Contwig
Seniorenheim am Bahnhof: Römerhaus rechnet mit Baubeginn Anfang 2022
Das Seniorenheim in der Ortsmitte von Contwig wird wohl erst im kommenden Jahr gebaut. Davon geht Michael Straub, kaufmännischer Leiter der Römerhaus GmbH, aus. Die Auswirkungen der Corona-Beschränkungen machten einen früheren Baubeginn unwahrscheinlich.
Zurzeit stecke das Unternehmen aus Schifferstadt mitten in den Vorbereitungen für die Baugenehmigung. Da geht es laut Straub überwiegend um formelle Dinge wie Gutachten, Genehmigungen und so weiter. Auch werde der Boden auf dem rund 7500 Quadratmeter großen Gelände an der Bahnhofstraße nochmals genau untersucht. Das sei nötig, da das Seniorenheim direkt am Schwarzbach in Pfahlbauweise errichtet wird.

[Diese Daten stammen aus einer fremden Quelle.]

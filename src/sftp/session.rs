//! SFTP session for file operations

use std::path::Path;
use std::sync::atomic::{AtomicBool, Ordering};
use std::time::Duration;

use async_trait::async_trait;
use chrono::{TimeZone, Utc};
use russh::Disconnect;
use russh::client::Handle;
use russh_sftp::client::SftpSession as RusshSftpSession;
use russh_sftp::protocol::OpenFlags;
use tokio::fs::OpenOptions;
use tokio::io::{AsyncRead, AsyncReadExt, AsyncWrite, AsyncWriteExt};
use tokio::sync::Mutex;
use tokio::time::timeout;

#[cfg(unix)]
use std::os::unix::fs::OpenOptionsExt;

use crate::error::SftpError;
use crate::security_log;
use crate::ssh::ClientHandler;

use super::transport::RemoteSession;
use super::types::{EntryKind, RemoteEntry};

const COPY_CHUNK: usize = 32 * 1024;

#[derive(Debug)]
enum CopyError {
    /// No chunk could be read or written within the stall timeout
    Stalled,
    Io(std::io::Error),
}

/// Copy `reader` into `writer`, giving up when a single chunk makes no
/// progress within `stall`. Large transfers are not capped as a whole.
async fn copy_with_stall_timeout<R, W>(
    reader: &mut R,
    writer: &mut W,
    stall: Duration,
) -> Result<u64, CopyError>
where
    R: AsyncRead + Unpin + ?Sized,
    W: AsyncWrite + Unpin + ?Sized,
{
    let mut buf = vec![0u8; COPY_CHUNK];
    let mut total = 0u64;
    loop {
        let n = match timeout(stall, reader.read(&mut buf)).await {
            Ok(Ok(0)) => return Ok(total),
            Ok(Ok(n)) => n,
            Ok(Err(e)) if e.kind() == std::io::ErrorKind::Interrupted => continue,
            Ok(Err(e)) => return Err(CopyError::Io(e)),
            Err(_) => return Err(CopyError::Stalled),
        };
        match timeout(stall, writer.write_all(&buf[..n])).await {
            Ok(Ok(())) => total += n as u64,
            Ok(Err(e)) => return Err(CopyError::Io(e)),
            Err(_) => return Err(CopyError::Stalled),
        }
    }
}

/// SFTP session over a russh connection
pub struct SftpSession {
    sftp: Mutex<RusshSftpSession>,
    handle: Mutex<Handle<ClientHandler>>,
    host: String,
    port: u16,
    op_timeout: Duration,
    /// Set when an operation timed out and the channel state is unknown
    poisoned: AtomicBool,
}

impl std::fmt::Debug for SftpSession {
    fn fmt(&self, f: &mut std::fmt::Formatter<'_>) -> std::fmt::Result {
        f.debug_struct("SftpSession")
            .field("host", &self.host)
            .field("port", &self.port)
            .finish_non_exhaustive()
    }
}

impl SftpSession {
    pub fn new(
        sftp: RusshSftpSession,
        handle: Handle<ClientHandler>,
        host: String,
        port: u16,
        op_timeout: Duration,
    ) -> Self {
        Self {
            sftp: Mutex::new(sftp),
            handle: Mutex::new(handle),
            host,
            port,
            op_timeout,
            poisoned: AtomicBool::new(false),
        }
    }

    /// A failed operation on a dead connection means the session is gone,
    /// not just the one file.
    fn classify(&self, err: SftpError) -> SftpError {
        if self.handle_closed() {
            SftpError::Connect(format!("connection to {}:{} lost: {}", self.host, self.port, err))
        } else {
            err
        }
    }

    fn handle_closed(&self) -> bool {
        self.handle
            .try_lock()
            .map(|handle| handle.is_closed())
            .unwrap_or(false)
    }

    fn timed_out(&self, what: &str, path: &str) -> SftpError {
        self.poisoned.store(true, Ordering::SeqCst);
        SftpError::Transfer(format!(
            "{} {} timed out after {}s",
            what,
            path,
            self.op_timeout.as_secs()
        ))
    }
}

#[async_trait]
impl RemoteSession for SftpSession {
    async fn list_dir(&self, path: &str) -> Result<Vec<RemoteEntry>, SftpError> {
        let sftp = self.sftp.lock().await;
        let read_dir = match timeout(self.op_timeout, sftp.read_dir(path)).await {
            Ok(Ok(read_dir)) => read_dir,
            Ok(Err(e)) => {
                return Err(self.classify(SftpError::List(format!(
                    "Failed to read directory {}: {}",
                    path, e
                ))));
            }
            Err(_) => return Err(self.timed_out("Listing", path)),
        };

        let mut result = Vec::new();
        for entry in read_dir {
            let name = entry.file_name();
            if name == "." || name == ".." {
                continue;
            }
            let metadata = entry.metadata();

            let kind = if metadata.is_dir() {
                EntryKind::Directory
            } else if metadata.is_symlink() {
                EntryKind::Symlink
            } else {
                EntryKind::File
            };

            let modified = metadata.mtime.map(|mtime| {
                Utc.timestamp_opt(mtime as i64, 0)
                    .single()
                    .unwrap_or_else(Utc::now)
            });

            result.push(RemoteEntry {
                path: super::types::remote_join(path, &name),
                name,
                kind,
                size: metadata.size.unwrap_or(0),
                modified,
            });
        }

        Ok(result)
    }

    async fn download(&self, remote_path: &str, local_path: &Path) -> Result<u64, SftpError> {
        let sftp = self.sftp.lock().await;
        let mut remote = match timeout(self.op_timeout, sftp.open(remote_path)).await {
            Ok(Ok(file)) => file,
            Ok(Err(e)) => {
                return Err(self.classify(SftpError::Transfer(format!(
                    "Failed to open remote file {}: {}",
                    remote_path, e
                ))));
            }
            Err(_) => return Err(self.timed_out("Opening", remote_path)),
        };

        let mut local = {
            let mut options = OpenOptions::new();
            options.create(true).write(true).truncate(true);
            #[cfg(unix)]
            {
                options.mode(0o600);
            }
            options.open(local_path).await.map_err(|e| {
                SftpError::LocalIo(format!(
                    "Failed to write local file {}: {}",
                    local_path.display(),
                    e
                ))
            })?
        };

        let bytes = match copy_with_stall_timeout(&mut remote, &mut local, self.op_timeout).await {
            Ok(bytes) => bytes,
            Err(CopyError::Stalled) => return Err(self.timed_out("Downloading", remote_path)),
            Err(CopyError::Io(e)) => {
                return Err(self.classify(SftpError::Transfer(format!(
                    "Failed to download {} to {}: {}",
                    remote_path,
                    local_path.display(),
                    e
                ))));
            }
        };

        local.flush().await.map_err(|e| {
            SftpError::LocalIo(format!("Failed to flush {}: {}", local_path.display(), e))
        })?;
        local.sync_all().await.map_err(|e| {
            SftpError::LocalIo(format!("Failed to sync {}: {}", local_path.display(), e))
        })?;

        Ok(bytes)
    }

    async fn upload(&self, local_path: &Path, remote_path: &str) -> Result<u64, SftpError> {
        let mut local = tokio::fs::File::open(local_path).await.map_err(|e| {
            SftpError::LocalIo(format!(
                "Failed to read local file {}: {}",
                local_path.display(),
                e
            ))
        })?;

        let sftp = self.sftp.lock().await;
        let open = sftp.open_with_flags(
            remote_path,
            OpenFlags::WRITE | OpenFlags::CREATE | OpenFlags::TRUNCATE,
        );
        let mut remote = match timeout(self.op_timeout, open).await {
            Ok(Ok(file)) => file,
            Ok(Err(e)) => {
                return Err(self.classify(SftpError::Transfer(format!(
                    "Failed to open remote file {}: {}",
                    remote_path, e
                ))));
            }
            Err(_) => return Err(self.timed_out("Opening", remote_path)),
        };

        let bytes = match copy_with_stall_timeout(&mut local, &mut remote, self.op_timeout).await {
            Ok(bytes) => bytes,
            Err(CopyError::Stalled) => return Err(self.timed_out("Uploading", remote_path)),
            Err(CopyError::Io(e)) => {
                return Err(self.classify(SftpError::Transfer(format!(
                    "Failed to upload {} to {}: {}",
                    local_path.display(),
                    remote_path,
                    e
                ))));
            }
        };

        match timeout(self.op_timeout, remote.shutdown()).await {
            Ok(Ok(())) => {}
            Ok(Err(e)) => {
                return Err(self.classify(SftpError::Transfer(format!(
                    "Failed to close remote file {}: {}",
                    remote_path, e
                ))));
            }
            Err(_) => return Err(self.timed_out("Closing", remote_path)),
        }

        Ok(bytes)
    }

    async fn remove_file(&self, path: &str) -> Result<(), SftpError> {
        let sftp = self.sftp.lock().await;
        match timeout(self.op_timeout, sftp.remove_file(path)).await {
            Ok(Ok(())) => Ok(()),
            Ok(Err(e)) => Err(self.classify(SftpError::Transfer(format!(
                "Failed to remove file {}: {}",
                path, e
            )))),
            Err(_) => Err(self.timed_out("Removing", path)),
        }
    }

    async fn exists(&self, path: &str) -> Result<bool, SftpError> {
        let sftp = self.sftp.lock().await;
        match timeout(self.op_timeout, sftp.try_exists(path)).await {
            Ok(Ok(exists)) => Ok(exists),
            Ok(Err(e)) => Err(self.classify(SftpError::Transfer(format!(
                "Failed to check {}: {}",
                path, e
            )))),
            Err(_) => Err(self.timed_out("Checking", path)),
        }
    }

    fn is_healthy(&self) -> bool {
        !self.poisoned.load(Ordering::SeqCst) && !self.handle_closed()
    }

    async fn close(&self) {
        let handle = self.handle.lock().await;
        if let Err(e) = handle
            .disconnect(Disconnect::ByApplication, "session closed", "en")
            .await
        {
            tracing::debug!("Disconnect from {}:{} failed: {}", self.host, self.port, e);
        }
        security_log::log_sftp_disconnect(&self.host, self.port, "closed by bridge");
    }
}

„Das sind viele Dinge, die nach unserer Einschätzung kein Problem, aber zeitaufwendig sind. Corona ist da nicht gerade förderlich. Wir haben gelernt, dass da die üblichen Fristen und Bearbeitungszeiten nicht gelten“, berichtet Straub. So könne es sein, dass ein Gremium, das eine Genehmigung erteilen muss, gerade nicht tagt. Oder die zuständigen Leute in Quarantäne oder erkrankt sind.
„Zwischen dem 15. Dezember und dem 15. Januar steht die Zeit normalerweise schon still. Jetzt steht sie noch etwas mehr still“, sagt Straub. Ziel sei die Baugenehmigung, und „ich hoffe, wir können am Ende des ersten Quartals sagen, wo wir stehen. Bis dahin müssten die wesentlichen Dinge erledigt sein. Dann geht es in die konkrete Planung“, so Straub.
Auch die Handwerker, die Römerhaus beauftragt, stehen nicht stets Gewehr bei Fuß und bräuchten üblicherweise eine Vorlaufzeit von einem Dreivierteljahr. Denn Contwig ist nicht das einzige Projekt von Römerhaus. „Sollte alles zügig gehen, käme für den Baubeginn vielleicht das letzte Quartal dieses Jahres in Frage. Ansonsten wird es Anfang 2022“, sagt der Prokurist.
An den Plänen habe sich in der Zwischenzeit nichts geändert. Das heißt, das Unternehmen plant weiterhin, rund 15 Millionen Euro in das Contwiger Projekt zu investieren. Dereinst soll das Seniorenheim ungefähr 45 Arbeits- und 90 Pflegeplätze bieten. Geplant ist ein Bau in T-Form mit drei Etagen pro Gebäude. Die Zimmer für die Bewohner sollen sich über zwei Stockwerke verteilen – je 41 Ein- und Zweibettzimmer pro Etage.
Betrieben wird das Seniorenheim später von der Römergarten GmbH, dem Schwesterunternehmen von Römerhaus, das ebenfalls in Schifferstadt sitzt. Es wäre nach dem Haus Sarepta, das von der Diakonie Pirmasens betrieben wird, das zweite Pflegeheim in der Gemeinde. Die Diakonie plant auch ein Seniorenviertel am Ortsausgang Richtung Oberauerbach. Auch dort geht es frühestens 2022 mit dem Bau los.